Just had a chat about this with @guillemcordoba and I think things are workable as before.

He tells me the zome ID is set by the crate that defines the entry def. Any foreign zome attempting to manipulate those entries is actually deferring the calculation of EntryDefId to the host, which is able to make the lookups across zomes.

Anyway, in answer to your security model question: sometimes, there are behaviours that you want to trigger in a foreign zome that you only want to trigger as the result of some logic elsewhere. This makes capability tokens between zomes non-applicable, since assigning such a token would allow the agent to manually call the foreign API method as desired (rather than being forced to call it through some other ‘controller’ method).

There are of course complexities to this when it comes to validating data held in multiple zomes, but that’s a topic for separate threads.

pauldaoust · January 20, 2021, 10:54pm

Ha ha, I love hearing things through the grapevine! So let’s see if I’m parsing this right. if zome A defines an entry type and zome B tries to write an entry of that type, it’ll still get tagged as belonging to zome A and hence validated by zome A’s validation callbacks? I still don’t know how to read the codebase but didn’t see any facility for that; the entry type ID appeared to just be a non-prefixed string rather than a tuple of (zome ID, entry type ID) like I’d expect.

So it sounds like you’re using zomes here for code organisation rather than encapsulation or information hiding?

pospi · January 25, 2021, 12:22am

I believe that’s the expectation, yes. It may be the case that it only works currently by “first come, first served” and that zomes redefining entry IDs might unexpectedly take over responsibility for executing validation rules, which would be bad. Probably worth checking that with someone in core.

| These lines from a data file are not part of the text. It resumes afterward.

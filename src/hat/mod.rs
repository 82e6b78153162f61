//! Voice HAT surface: status UI, spoken announcements, and the
//! hardware button trigger
//!
//! The LED driver and audio pipeline live in the hardware helper stack;
//! this daemon only talks to them through the narrow traits here.

mod button;
mod indicator;
mod voice;

pub use button::ButtonListener;
pub use indicator::{LogStatusUi, Status, StatusUi};
pub use voice::{CommandVoice, Voice};
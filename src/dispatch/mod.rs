//! Event dispatch: the command grammar and the central event handler

mod command;
mod dispatcher;

pub use command::{classify, Command};
pub use dispatcher::{ButtonTrigger, Dispatcher, Flow, Readiness};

It’s kinda both. Hard to explain, but manipulating foreign zome entries within a DNA allows one to write validation rules which coordinate data across multiple cells cleanly. It’s like, even if I have to write separate bits of data in some order between different application cells in order to coordinate a more complex action, I can still write validation rules which safely presume the dependent data is available. It allows one to get transactional guarantees between multiple cell calls where no such guarantees exist natively.